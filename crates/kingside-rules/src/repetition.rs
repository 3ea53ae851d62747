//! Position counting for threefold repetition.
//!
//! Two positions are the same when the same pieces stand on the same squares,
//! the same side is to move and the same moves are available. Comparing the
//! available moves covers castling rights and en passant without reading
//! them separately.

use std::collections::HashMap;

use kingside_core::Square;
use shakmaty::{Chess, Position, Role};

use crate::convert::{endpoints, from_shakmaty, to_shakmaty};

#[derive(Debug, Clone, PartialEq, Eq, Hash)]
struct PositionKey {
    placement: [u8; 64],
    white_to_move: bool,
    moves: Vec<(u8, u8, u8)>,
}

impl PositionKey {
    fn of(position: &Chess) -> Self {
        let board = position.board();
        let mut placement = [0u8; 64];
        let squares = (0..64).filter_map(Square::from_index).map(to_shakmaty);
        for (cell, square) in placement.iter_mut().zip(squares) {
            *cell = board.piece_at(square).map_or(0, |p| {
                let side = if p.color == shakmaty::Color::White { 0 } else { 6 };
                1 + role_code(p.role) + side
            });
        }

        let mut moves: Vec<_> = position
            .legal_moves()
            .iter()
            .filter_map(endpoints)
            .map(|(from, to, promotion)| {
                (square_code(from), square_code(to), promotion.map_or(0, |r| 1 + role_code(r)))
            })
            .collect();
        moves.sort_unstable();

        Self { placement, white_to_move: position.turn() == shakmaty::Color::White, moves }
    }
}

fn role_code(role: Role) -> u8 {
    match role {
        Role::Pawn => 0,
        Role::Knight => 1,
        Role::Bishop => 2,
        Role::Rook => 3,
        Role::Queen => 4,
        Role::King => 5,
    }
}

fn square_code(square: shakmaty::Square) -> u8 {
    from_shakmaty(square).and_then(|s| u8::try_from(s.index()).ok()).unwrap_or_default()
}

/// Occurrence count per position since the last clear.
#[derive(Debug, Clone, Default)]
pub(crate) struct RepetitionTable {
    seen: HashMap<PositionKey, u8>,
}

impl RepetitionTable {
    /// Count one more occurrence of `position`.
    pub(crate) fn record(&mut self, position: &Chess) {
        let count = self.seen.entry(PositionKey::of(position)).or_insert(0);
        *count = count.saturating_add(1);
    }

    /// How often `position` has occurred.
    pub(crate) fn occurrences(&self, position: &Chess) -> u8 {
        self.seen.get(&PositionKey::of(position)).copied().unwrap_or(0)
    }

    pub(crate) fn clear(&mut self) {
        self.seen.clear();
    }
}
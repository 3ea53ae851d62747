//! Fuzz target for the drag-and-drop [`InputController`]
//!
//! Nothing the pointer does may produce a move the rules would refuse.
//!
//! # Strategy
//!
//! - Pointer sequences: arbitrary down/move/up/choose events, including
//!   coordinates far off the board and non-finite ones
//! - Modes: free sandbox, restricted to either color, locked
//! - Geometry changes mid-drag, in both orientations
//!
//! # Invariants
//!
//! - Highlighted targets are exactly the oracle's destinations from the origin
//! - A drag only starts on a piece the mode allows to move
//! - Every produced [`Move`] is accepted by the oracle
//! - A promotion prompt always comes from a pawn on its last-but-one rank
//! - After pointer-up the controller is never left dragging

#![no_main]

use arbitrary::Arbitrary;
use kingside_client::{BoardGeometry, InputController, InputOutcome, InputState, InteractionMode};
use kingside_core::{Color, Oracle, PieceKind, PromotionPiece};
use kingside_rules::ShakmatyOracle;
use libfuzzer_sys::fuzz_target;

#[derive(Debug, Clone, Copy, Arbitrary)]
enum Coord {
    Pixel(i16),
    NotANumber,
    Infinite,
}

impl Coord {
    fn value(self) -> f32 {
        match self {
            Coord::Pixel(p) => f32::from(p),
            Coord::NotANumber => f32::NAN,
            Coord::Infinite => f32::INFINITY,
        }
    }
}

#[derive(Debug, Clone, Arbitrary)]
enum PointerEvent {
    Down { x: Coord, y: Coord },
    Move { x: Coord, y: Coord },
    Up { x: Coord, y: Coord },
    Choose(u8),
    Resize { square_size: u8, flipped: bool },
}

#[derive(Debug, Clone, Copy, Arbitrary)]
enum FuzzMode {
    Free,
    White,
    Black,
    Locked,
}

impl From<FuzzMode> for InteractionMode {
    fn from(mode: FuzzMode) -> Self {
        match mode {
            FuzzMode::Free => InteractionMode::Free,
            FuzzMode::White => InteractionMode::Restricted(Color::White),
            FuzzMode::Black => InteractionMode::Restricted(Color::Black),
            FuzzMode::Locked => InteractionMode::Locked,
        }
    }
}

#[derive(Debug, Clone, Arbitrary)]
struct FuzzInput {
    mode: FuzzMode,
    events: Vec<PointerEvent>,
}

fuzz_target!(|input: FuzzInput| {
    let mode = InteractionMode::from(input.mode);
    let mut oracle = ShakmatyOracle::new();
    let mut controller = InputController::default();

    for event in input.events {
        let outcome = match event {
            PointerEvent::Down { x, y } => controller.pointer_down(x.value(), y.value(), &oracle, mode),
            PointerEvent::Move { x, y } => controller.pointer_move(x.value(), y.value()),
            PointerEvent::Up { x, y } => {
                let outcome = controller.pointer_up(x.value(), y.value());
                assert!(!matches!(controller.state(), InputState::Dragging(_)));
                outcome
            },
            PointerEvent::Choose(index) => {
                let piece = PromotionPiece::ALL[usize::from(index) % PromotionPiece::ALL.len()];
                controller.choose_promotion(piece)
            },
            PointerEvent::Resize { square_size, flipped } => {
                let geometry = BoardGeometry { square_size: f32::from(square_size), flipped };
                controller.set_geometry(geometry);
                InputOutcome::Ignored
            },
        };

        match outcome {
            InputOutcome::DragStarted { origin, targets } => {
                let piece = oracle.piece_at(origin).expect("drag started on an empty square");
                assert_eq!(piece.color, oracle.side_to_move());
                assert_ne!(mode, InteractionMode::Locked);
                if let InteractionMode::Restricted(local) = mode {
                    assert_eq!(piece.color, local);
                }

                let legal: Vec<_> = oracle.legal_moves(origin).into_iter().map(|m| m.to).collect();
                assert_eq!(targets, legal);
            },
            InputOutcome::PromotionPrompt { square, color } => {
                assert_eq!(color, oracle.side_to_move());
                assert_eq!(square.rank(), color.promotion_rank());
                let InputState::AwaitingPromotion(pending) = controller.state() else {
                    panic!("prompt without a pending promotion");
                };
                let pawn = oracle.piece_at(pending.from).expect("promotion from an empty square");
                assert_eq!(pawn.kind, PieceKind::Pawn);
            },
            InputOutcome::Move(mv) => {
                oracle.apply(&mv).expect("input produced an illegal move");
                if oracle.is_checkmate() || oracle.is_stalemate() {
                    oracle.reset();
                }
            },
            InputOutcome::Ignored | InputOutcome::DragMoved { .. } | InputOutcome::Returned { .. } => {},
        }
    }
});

+--

Problem to solve: The entries above should be repeated exactly, every one of them.

Completed task:
filename crates/kingside-rules/src/repetition.rs
repository 3ea53ae851d62747
//! Position counting for threefold repetition.
//!
//! Two positions are the same when the same pieces stand on the same squares,
//! the same side is to move and the same moves are available. Comparing the
//! available moves covers castling rights and en passant without reading
//! them separately.

use std::collections::HashMap;

use kingside_core::Square;
use shakmaty::{Chess, Position, Role};

use crate::convert::{endpoints, from_shakmaty, to_shakmaty};

#[derive(Debug, Clone, PartialEq, Eq, Hash)]
struct PositionKey {
    placement: [u8; 64],
    white_to_move: bool,
    moves: Vec<(u8, u8, u8)>,
}

impl PositionKey {
    fn of(position: &Chess) -> Self {
        let board = position.board();
        let mut placement = [0u8; 64];
        let squares = (0..64).filter_map(Square::from_index).map(to_shakmaty);
        for (cell, square) in placement.iter_mut().zip(squares) {
            *cell = board.piece_at(square).map_or(0, |p| {
                let side = if p.color == shakmaty::Color::White { 0 } else { 6 };
                1 + role_code(p.role) + side
            });
        }

        let mut moves: Vec<_> = position
            .legal_moves()
            .iter()
            .filter_map(endpoints)
            .map(|(from, to, promotion)| {
                (square_code(from), square_code(to), promotion.map_or(0, |r| 1 + role_code(r)))
            })
            .collect();
        moves.sort_unstable();

        Self { placement, white_to_move: position.turn() == shakmaty::Color::White, moves }
    }
}

fn role_code(role: Role) -> u8 {
    match role {
        Role::Pawn => 0,
        Role::Knight => 1,
        Role::Bishop => 2,
        Role::Rook => 3,
        Role::Queen => 4,
        Role::King => 5,
    }
}

fn square_code(square: shakmaty::Square) -> u8 {
    from_shakmaty(square).and_then(|s| u8::try_from(s.index()).ok()).unwrap_or_default()
}

/// Occurrence count per position since the last clear.
#[derive(Debug, Clone, Default)]
pub(crate) struct RepetitionTable {
    seen: HashMap<PositionKey, u8>,
}

impl RepetitionTable {
    /// Count one more occurrence of `position`.
    pub(crate) fn record(&mut self, position: &Chess) {
        let count = self.seen.entry(PositionKey::of(position)).or_insert(0);
        *count = count.saturating_add(1);
    }

    /// How often `position` has occurred.
    pub(crate) fn occurrences(&self, position: &Chess) -> u8 {
        self.seen.get(&PositionKey::of(position)).copied().unwrap_or(0)
    }

    pub(crate) fn clear(&mut self) {
        self.seen.clear();
    }
}
repository 3ea53ae851d62747
//! Fuzz target for the drag-and-drop [`InputController`]
//!
//! Nothing the pointer does may produce a move the rules would refuse.
//!
//! # Strategy
//!
//! - Pointer sequences: arbitrary down/move/up/choose events, including
//!   coordinates far off the board and non-finite ones
//! - Modes: free sandbox, restricted to either color, locked
//! - Geometry changes mid-drag, in both orientations
//!
//! # Invariants
//!
//! - Highlighted targets are exactly the oracle's destinations from the origin
//! - A drag only starts on a piece the mode allows to move
//! - Every produced [`Move`] is accepted by the oracle
//! - A promotion prompt always comes from a pawn on its last-but-one rank
//! - After pointer-up the controller is never left dragging

#![no_main]

use arbitrary::Arbitrary;
use kingside_client::{BoardGeometry, InputController, InputOutcome, InputState, InteractionMode};
use kingside_core::{Color, Oracle, PieceKind, PromotionPiece};
use kingside_rules::ShakmatyOracle;
use libfuzzer_sys::fuzz_target;

#[derive(Debug, Clone, Copy, Arbitrary)]
enum Coord {
    Pixel(i16),
    NotANumber,
    Infinite,
}

impl Coord {
    fn value(self) -> f32 {
        match self {
            Coord::Pixel(p) => f32::from(p),
            Coord::NotANumber => f32::NAN,
            Coord::Infinite => f32::INFINITY,
        }
    }
}

#[derive(Debug, Clone, Arbitrary)]
enum PointerEvent {
    Down { x: Coord, y: Coord },
    Move { x: Coord, y: Coord },
    Up { x: Coord, y: Coord },
    Choose(u8),
    Resize { square_size: u8, flipped: bool },
}

#[derive(Debug, Clone, Copy, Arbitrary)]
enum FuzzMode {
    Free,
    White,
    Black,
    Locked,
}

impl From<FuzzMode> for InteractionMode {
    fn from(mode: FuzzMode) -> Self {
        match mode {
            FuzzMode::Free => InteractionMode::Free,
            FuzzMode::White => InteractionMode::Restricted(Color::White),
            FuzzMode::Black => InteractionMode::Restricted(Color::Black),
            FuzzMode::Locked => InteractionMode::Locked,
        }
    }
}

#[derive(Debug, Clone, Arbitrary)]
struct FuzzInput {
    mode: FuzzMode,
    events: Vec<PointerEvent>,
}

fuzz_target!(|input: FuzzInput| {
    let mode = InteractionMode::from(input.mode);
    let mut oracle = ShakmatyOracle::new();
    let mut controller = InputController::default();

    for event in input.events {
        let outcome = match event {
            PointerEvent::Down { x, y } => controller.pointer_down(x.value(), y.value(), &oracle, mode),
            PointerEvent::Move { x, y } => controller.pointer_move(x.value(), y.value()),
            PointerEvent::Up { x, y } => {
                let outcome = controller.pointer_up(x.value(), y.value());
                assert!(!matches!(controller.state(), InputState::Dragging(_)));
                outcome
            },
            PointerEvent::Choose(index) => {
                let piece = PromotionPiece::ALL[usize::from(index) % PromotionPiece::ALL.len()];
                controller.choose_promotion(piece)
            },
            PointerEvent::Resize { square_size, flipped } => {
                let geometry = BoardGeometry { square_size: f32::from(square_size), flipped };
                controller.set_geometry(geometry);
                InputOutcome::Ignored
            },
        };

        match outcome {
            InputOutcome::DragStarted { origin, targets } => {
                let piece = oracle.piece_at(origin).expect("drag started on an empty square");
                assert_eq!(piece.color, oracle.side_to_move());
                assert_ne!(mode, InteractionMode::Locked);
                if let InteractionMode::Restricted(local) = mode {
                    assert_eq!(piece.color, local);
                }

                let legal: Vec<_> = oracle.legal_moves(origin).into_iter().map(|m| m.to).collect();
                assert_eq!(targets, legal);
            },
            InputOutcome::PromotionPrompt { square, color } => {
                assert_eq!(color, oracle.side_to_move());
                assert_eq!(square.rank(), color.promotion_rank());
                let InputState::AwaitingPromotion(pending) = controller.state() else {
                    panic!("prompt without a pending promotion");
                };
                let pawn = oracle.piece_at(pending.from).expect("promotion from an empty square");
                assert_eq!(pawn.kind, PieceKind::Pawn);
            },
            InputOutcome::Move(mv) => {
                oracle.apply(&mv).expect("input produced an illegal move");
                if oracle.is_checkmate() || oracle.is_stalemate() {
                    oracle.reset();
                }
            },
            InputOutcome::Ignored | InputOutcome::DragMoved { .. } | InputOutcome::Returned { .. } => {},
        }
    }
});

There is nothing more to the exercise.